MAYWOOD, Ill. -- Dr. Edward Duckworth is part of a new generation of neurosurgeons who are making brain surgery a lot easier on patients.
At Loyola University Hospital, Duckworth is using less-invasive techniques to remove tumors, to repair life-threatening aneurysms and to dramatically reduce seizures in epilepsy patients.
Rather than removing large sections of the skull or face, Duckworth is reaching the brain through much smaller openings. And in certain cases, he goes through the nose to get to the brain.
"It's not necessary to expose a large surface of the brain in order to access a small abnormality," said Duckworth, an assistant professor, neurological surgery, at Loyola University Chicago Stritch School of Medicine.

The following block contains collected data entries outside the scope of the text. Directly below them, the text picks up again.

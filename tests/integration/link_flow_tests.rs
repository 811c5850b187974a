//! End-to-end link lifecycle flows against the mock advertiser.
//!
//! Drives the GAP coordinator and GATT access handler the way the
//! main loop does, without a radio stack.

use blehub::commands::Command;
use blehub::gap::{Coordinator, GapEvent};
use blehub::gatt::{GattAccessHandler, READ_PAYLOAD};
use blehub::slots::{ConnHandle, MAX_DEVICES};

use crate::mock_adv::MockAdvertiser;

fn connect(h: u16) -> GapEvent {
    GapEvent::Connect {
        handle: ConnHandle(h),
        success: true,
    }
}

fn disconnect(h: u16) -> GapEvent {
    GapEvent::Disconnect {
        handle: ConnHandle(h),
    }
}

#[test]
fn connect_write_disconnect_flow() {
    let mut coord = Coordinator::new();
    let mut adv = MockAdvertiser::default();
    let gatt = GattAccessHandler::new();

    coord.handle_event(connect(7), &mut adv);
    assert_eq!(coord.slots().device_number(ConnHandle(7)), 1);

    let cmd = gatt.on_write(coord.slots(), ConnHandle(7), b"LIGHT ON");
    assert_eq!(cmd, Command::LightOn);

    coord.handle_event(disconnect(7), &mut adv);
    assert_eq!(coord.slots().device_number(ConnHandle(7)), 0);

    // Connect and disconnect each restarted advertising once.
    assert_eq!(adv.restarts, 2);
}

#[test]
fn five_centrals_then_overflow() {
    let mut coord = Coordinator::new();
    let mut adv = MockAdvertiser::default();
    let gatt = GattAccessHandler::new();

    for i in 0..MAX_DEVICES as u16 {
        coord.handle_event(connect(100 + i), &mut adv);
    }
    assert_eq!(coord.slots().occupied_count(), MAX_DEVICES);

    // Sixth central: accepted by the radio layer, untracked by us.
    coord.handle_event(connect(200), &mut adv);
    assert_eq!(coord.slots().occupied_count(), MAX_DEVICES);
    assert_eq!(coord.slots().device_number(ConnHandle(200)), 0);

    // Its writes still succeed, attributed to device 0.
    let cmd = gatt.on_write(coord.slots(), ConnHandle(200), b"FAN OFF");
    assert_eq!(cmd, Command::FanOff);

    // Every successful connect re-advertised, including the overflow one.
    assert_eq!(adv.restarts, MAX_DEVICES + 1);
}

#[test]
fn slot_is_stable_while_others_come_and_go() {
    let mut coord = Coordinator::new();
    let mut adv = MockAdvertiser::default();

    coord.handle_event(connect(1), &mut adv);
    coord.handle_event(connect(2), &mut adv);
    coord.handle_event(connect(3), &mut adv);

    coord.handle_event(disconnect(1), &mut adv);
    coord.handle_event(connect(4), &mut adv);
    coord.handle_event(disconnect(3), &mut adv);

    // Device 2 never moved from slot 2.
    assert_eq!(coord.slots().device_number(ConnHandle(2)), 2);
    // Device 4 reused the freed slot 1.
    assert_eq!(coord.slots().device_number(ConnHandle(4)), 1);
}

#[test]
fn read_is_invariant_across_history() {
    let mut coord = Coordinator::new();
    let mut adv = MockAdvertiser::default();
    let gatt = GattAccessHandler::new();

    assert_eq!(gatt.on_read(ConnHandle(9)), READ_PAYLOAD);

    coord.handle_event(connect(9), &mut adv);
    let _ = gatt.on_write(coord.slots(), ConnHandle(9), b"garbage");
    assert_eq!(gatt.on_read(ConnHandle(9)), READ_PAYLOAD);

    coord.handle_event(disconnect(9), &mut adv);
    assert_eq!(gatt.on_read(ConnHandle(9)), READ_PAYLOAD);
}

#[test]
fn failed_connect_then_adv_complete_cycle() {
    let mut coord = Coordinator::new();
    let mut adv = MockAdvertiser::default();

    // A failed attempt does not re-advertise by itself...
    coord.handle_event(
        GapEvent::Connect {
            handle: ConnHandle(5),
            success: false,
        },
        &mut adv,
    );
    assert_eq!(adv.restarts, 0);
    assert_eq!(coord.slots().occupied_count(), 0);

    // ...the stack's advertising-complete event does.
    coord.handle_event(GapEvent::AdvComplete, &mut adv);
    assert_eq!(adv.restarts, 1);
}
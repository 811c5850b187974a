//! Integration test driver for `tests/integration/` submodule.
//!
//! Each `mod` below maps to a file that exercises a specific subsystem
//! against mock adapters. All tests run on the host (x86_64) with no
//! real hardware required.

mod link_flow_tests;
mod mock_adv;
//! blehub firmware library.
//!
//! Exposes the pure-logic modules for integration testing and external
//! inspection. All ESP-IDF-specific code is guarded by
//! `#[cfg(target_os = "espidf")]` within each module.

#![deny(unused_must_use)]

pub mod commands;
pub mod config;
pub mod error;
pub mod gap;
pub mod gatt;
pub mod slots;

pub mod adapters;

Less-invasive brain surgery can result in decreased pain and shorter hospital stays. It also makes patients less apprehensive, Duckworth said.
Duckworth recently performed a less-invasive aneurysm repair on David Shoblaske of Riverside, Ill. An aneurysm is a bulge in a blood vessel. Shoblaske's aneurysm was in the right side of his brain. It was spotted on a CT done in an attempt to find the source of Shoblaske's nonstop headaches. If the aneurysm had burst, Shoblaske likely would have suffered a serious stroke. To prevent that from happening, Duckworth closed off the aneurysm with a small titanium clip.
In a traditional aneurysm repair, the surgeon cuts out a piece of skull roughly 3 inches high and 3 inches wide. After repairing the aneurysm, the surgeon uses small plates and screws to reattach the skull piece. By contrast, the opening Duckworth created in Shoblaske was only about one inch across.
It's difficult to work with such a small opening. "You have to be much more meticulous," Duckworth said.
But the effort paid off for Shoblaske, a 64-year-old retired business executive with a history of heart disease that also has been treated successfully at Loyola. Despite the complexity of the procedure and the additional risks Shoblaske faced as a heart patient, he experienced no surgical complications or changes in his cognitive abilities. And, his headaches went away. "It was a complete success," he said.
Duckworth has performed more than 50 similar aneurysm repairs at Loyola; at the University of South Florida, where he trained and at Northwestern Memorial Hospital, where he did a fellowship. Duckworth gave a presentation on the procedure at a recent meeting of the American Association of Neurological Surgeons.
Duckworth also performs less-invasive brain surgeries on epilepsy patients. In this procedure, Duckworth removes a small part of the brain that is triggering seizures. In a recent issue of the journal Neurosurgery, Duckworth and a colleague reported results on 201 of their patients at the University of South Florida. After being followed a minimum of two years, 78 percent were free of the most disabling type of seizures. And only 1.5 percent experienced complications. Patients stayed in the hospital an average of 2.6 days. By comparison, an earlier study found that patients who underwent surgery with a larger opening stayed seven days.
In certain cases, Duckworth can reach the brain by passing instruments through the nose and cutting a 1-centimeter-wide hole in the skull. A surgical instrument goes through one nostril and an endoscope through the other. An endoscope is a tube with a light and a lens. It enables the surgeon to see tissue. Using this technique, Duckworth can remove certain tumors located in the pituitary gland or at the base of the skull.
Duckworth predicts less-invasive brain surgery will become increasingly common because it offers big advantages. "Because the openings are smaller, less brain tissue is exposed," he said. "There's less blood loss. Surgery times are shorter, and patients spend less time in the hospital. It's better cosmetically, too. Smaller incisions leave smaller scars."